Pregnant women with very high blood pressure (hypertension) can reduce their blood pressure with antihypertensive drugs, but the most effective antihypertensive drug during pregnancy is unknown. The aim of antihypertensive therapy is to lower blood pressure quickly but safely for both the mother and her baby, avoiding sudden drops in blood pressure that can cause dizziness or fetal distress.
During pregnancy, a woman's blood pressure falls in the first few weeks then rises again slowly from around the middle of pregnancy, reaching pre-pregnancy levels at term. Pregnant women with very high blood pressure (systolic over 160 mmHg, diastolic 110 mmHg or more) are at risk of developing pre-eclampsia with associated kidney failure and premature delivery, or of having a stroke. The review of 35 randomised controlled trials including 3573 women (in the mid to late stages of pregnancy, where stated) found that while antihypertensive drugs are effective in lowering blood pressure, there is not enough evidence to show which drug is the most effective. Fifteen different comparisons of antihypertensive treatments were included in these 35 trials, which meant that some comparisons were made by single trials. Only one trial had a large number of participants. This trial compared nimodipine with magnesium sulphate and showed that high blood pressure persisted in 47% and 65% of women, respectively. Calcium channel blockers were associated with less persistent hypertension than with hydralazine and possibly less side-effects compared to labetalol. There is some evidence that diazoxide may result in a woman's blood pressure falling too quickly, and that ketanserin may not be as effective as hydralazine. Further research into the effects of antihypertensive drugs during pregnancy is needed.

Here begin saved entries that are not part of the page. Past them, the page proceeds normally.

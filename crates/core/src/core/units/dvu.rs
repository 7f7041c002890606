//! Iterative divider unit (DVU).
//!
//! 3-stage pipeline whose middle stage is a multi-cycle restoring divider:
//! 1. **Decode (admit):** detect a zero divisor (short-circuit with the
//!    defined result pattern), record operand signs for the signed
//!    operations, and take absolute values.
//! 2. **Iterate:** restoring division, 8 quotient bits per cycle over 32
//!    bits — four applications. The stage's hold predicate keeps the packet
//!    in place until the iteration completes; each held cycle re-applies the
//!    stage transform, which is where the progress accumulates.
//! 3. **Format:** re-apply signs (quotient sign is the XOR of the operand
//!    signs, remainder sign follows the dividend).
//!
//! Division by zero yields `0xFFFF_FFFF` for the quotient family and the
//! dividend for the remainder family, and bumps a counter. Typical latency
//! is six ticks (1 + 4 + 1).

use crate::common::{Cycle, SimError};
use crate::core::pipeline::{Pipeline, StageLogic};
use crate::fabric::packet::{Packet, Payload};
use crate::fabric::port::{Direction, PortId, PortTable};
use crate::fabric::ticker::Ticker;

use super::ops::DvuOp;

/// Quotient bits retired per iteration cycle.
const BITS_PER_CYCLE: u32 = 8;

/// Working state of the division in flight.
#[derive(Debug, Clone)]
struct DivState {
    op: DvuOp,
    dividend: u32,
    neg_quotient: bool,
    neg_remainder: bool,
    abs_divisor: u32,
    abs_dividend: u32,
    remainder: u64,
    quotient: u32,
    bits_done: u32,
    done: bool,
    div_by_zero: bool,
}

/// Stage state for the DVU: the in-flight division plus counters.
#[derive(Debug, Default)]
pub struct DvuLogic {
    state: Option<DivState>,
    ops_executed: u64,
    div_by_zero: u64,
}

impl DvuLogic {
    /// Divisions completed so far.
    pub fn ops_executed(&self) -> u64 {
        self.ops_executed
    }

    /// Zero-divisor short circuits so far.
    pub fn div_by_zero_count(&self) -> u64 {
        self.div_by_zero
    }

    /// True while a division is in flight. The unit holds one working state,
    /// so a new command waits on the input port until the current one
    /// formats its result.
    pub fn busy(&self) -> bool {
        self.state.is_some()
    }

    /// Runs up to [`BITS_PER_CYCLE`] restoring-division steps.
    fn iterate(state: &mut DivState) {
        if state.done {
            return;
        }
        let divisor = u64::from(state.abs_divisor);
        for _ in 0..BITS_PER_CYCLE {
            let bit_index = 31 - state.bits_done;
            let bit = u64::from((state.abs_dividend >> bit_index) & 1);
            state.remainder = (state.remainder << 1) | bit;
            if state.remainder >= divisor {
                state.remainder -= divisor;
                state.quotient |= 1 << bit_index;
            }
            state.bits_done += 1;
            if state.bits_done == 32 {
                state.done = true;
                return;
            }
        }
    }

    /// Final result with signs re-applied.
    fn format(state: &DivState) -> u32 {
        if state.div_by_zero {
            return if state.op.is_remainder() {
                state.dividend
            } else {
                0xFFFF_FFFF
            };
        }
        if state.op.is_remainder() {
            let rem = state.remainder as u32;
            if state.neg_remainder { rem.wrapping_neg() } else { rem }
        } else if state.neg_quotient {
            state.quotient.wrapping_neg()
        } else {
            state.quotient
        }
    }
}

impl StageLogic<()> for DvuLogic {
    fn admit(&mut self, _: &mut (), input: Option<Packet>, _now: Cycle) -> Option<Packet> {
        let packet = input?;
        if let Payload::DvuCmd {
            op,
            dividend,
            divisor,
            ..
        } = packet.payload
        {
            let signed = op.is_signed();
            let dividend_neg = signed && (dividend as i32) < 0;
            let divisor_neg = signed && (divisor as i32) < 0;
            let div_by_zero = divisor == 0;
            if div_by_zero {
                self.div_by_zero += 1;
            }
            self.state = Some(DivState {
                op,
                dividend,
                neg_quotient: dividend_neg != divisor_neg,
                neg_remainder: dividend_neg,
                abs_divisor: if divisor_neg {
                    (divisor as i32).unsigned_abs()
                } else {
                    divisor
                },
                abs_dividend: if dividend_neg {
                    (dividend as i32).unsigned_abs()
                } else {
                    dividend
                },
                remainder: 0,
                quotient: 0,
                bits_done: 0,
                // A zero divisor needs no iteration.
                done: div_by_zero,
                div_by_zero,
            });
        }
        Some(packet)
    }

    fn transform(&mut self, _: &mut (), stage: usize, packet: &mut Packet, _now: Cycle) {
        match stage {
            1 => {
                if let Some(state) = self.state.as_mut() {
                    Self::iterate(state);
                }
            }
            2 => {
                if let Payload::DvuCmd { rd, .. } = packet.payload
                    && let Some(state) = self.state.take()
                {
                    self.ops_executed += 1;
                    packet.payload = Payload::DvuResult {
                        value: Self::format(&state),
                        rd,
                    };
                }
            }
            _ => {}
        }
    }

    fn hold(&self, _: &(), stage: usize, _packet: &Packet, _now: Cycle) -> bool {
        stage == 1 && self.state.as_ref().is_some_and(|s| !s.done)
    }
}

/// The divider unit: pipeline, stage state, ports, tick state.
#[derive(Debug)]
pub struct Dvu {
    /// Unit name.
    pub name: String,
    /// The 3-stage pipeline.
    pub pipe: Pipeline,
    /// Stage state.
    pub logic: DvuLogic,
    /// Periodic tick state.
    pub ticker: Ticker,
    /// Command input port.
    pub in_port: PortId,
    /// Result output port.
    pub out_port: PortId,
    /// External stall signal input.
    pub stall_port: PortId,
}

impl Dvu {
    /// Creates the unit, allocating its ports in the arena.
    ///
    /// # Errors
    ///
    /// Returns [`SimError::InvalidConfig`] for a zero period.
    pub fn new(name: &str, period: Cycle, ports: &mut PortTable) -> Result<Self, SimError> {
        Ok(Self {
            name: name.to_string(),
            pipe: Pipeline::new(period, 3)?,
            logic: DvuLogic::default(),
            ticker: Ticker::new(period),
            in_port: ports.add(name, "in", Direction::In),
            out_port: ports.add(name, "out", Direction::Out),
            stall_port: ports.add(name, "stall", Direction::In),
        })
    }

    /// Divisions completed so far.
    pub fn ops_executed(&self) -> u64 {
        self.logic.ops_executed()
    }

    /// Zero-divisor short circuits so far.
    pub fn div_by_zero_count(&self) -> u64 {
        self.logic.div_by_zero_count()
    }

    /// Runs one tick.
    pub fn tick(&mut self, now: Cycle, ports: &mut PortTable) {
        let stalled = ports.signal_level(self.stall_port);
        let in_port = self.in_port;
        let busy = self.logic.busy();
        let drained = {
            let input = || {
                if busy {
                    None
                } else {
                    ports.port_mut(in_port).read()
                }
            };
            self.pipe.advance(&mut self.logic, &mut (), input, stalled, now)
        };
        if let Some(packet) = drained {
            ports.write(self.out_port, packet);
        }
    }

    /// Returns the unit to its post-construction state.
    pub fn reset(&mut self) {
        self.pipe.reset();
        self.logic = DvuLogic::default();
        self.ticker.reset();
    }
}
//! Unit tests for the inter-component fabric.

/// Wire buffering, delivery, and overflow behavior.
pub mod wire;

Until better evidence is available the choice of antihypertensive should depend on the clinician's experience and familiarity with a particular drug; on what is known about adverse effects; and on women's preferences. Exceptions are nimodipine, magnesium sulphate (although this is indicated for women who require an anticonvulsant for prevention or treatment of eclampsia), diazoxide and ketanserin, which are probably best avoided.
Very high blood pressure during pregnancy poses a serious threat to women and their babies. The aim of antihypertensive therapy is to lower blood pressure quickly but safety, to avoid complications. Antihypertensive drugs lower blood pressure but their comparative effectiveness and safety, and impact on other substantive outcomes is uncertain.
To compare different antihypertensive drugs for very high blood pressure during pregnancy.
We searched the Cochrane Pregnancy and Childbirth Group Trials Register (9 January 2013).
Studies were randomised trials. Participants were women with severe hypertension during pregnancy. Interventions were comparisons of one antihypertensive drug with another.
Two review authors independently assessed trials for inclusion and assessed trial quality. Two review authors extracted data and checked them for accuracy.
Thirty-five trials (3573 women) with 15 comparisons were included. Women allocated calcium channel blockers were less likely to have persistent high blood pressure compared to those allocated hydralazine (six trials, 313 women; 8% versus 22%; risk ratio (RR) 0.37, 95% confidence interval (CI) 0.21 to 0.66). Ketanserin was associated with more persistent high blood pressure than hydralazine (three trials, 180 women; 27% versus 6%; RR 4.79, 95% CI 1.95 to 11.73), but fewer side-effects (three trials, 120 women; RR 0.32, 95% CI 0.19 to 0.53) and a lower risk of HELLP (haemolysis, elevated liver enzymes and lowered platelets) syndrome (one trial, 44 women; RR 0.20, 95% CI 0.05 to 0.81).
Labetalol was associated with a lower risk of hypotension compared to diazoxide (one trial 90 women; RR 0.06, 95% CI 0.00 to 0.99) and a lower risk of caesarean section (RR 0.43, 95% CI 0.18 to 1.02), although both were borderline for statistical significance.
Both nimodipine and magnesium sulphate were associated with a high incidence of persistent high blood pressure, but this risk was lower for nimodipine compared to magnesium sulphate (one trial, 1650 women; 47% versus 65%; RR 0.84, 95% CI 0.76 to 0.93). Nimodipine was associated with a lower risk of respiratory difficulties (RR 0.28, 95% CI 0.08 to 0.99), fewer side-effects (RR 0.68, 95% CI 0.55 to 0.85) and less postpartum haemorrhage (RR 0.41, 95% CI 0.18 to 0.92) than magnesium sulphate. Stillbirths and neonatal deaths were not reported.
There are insufficient data for reliable conclusions about the comparative effects of any other drugs.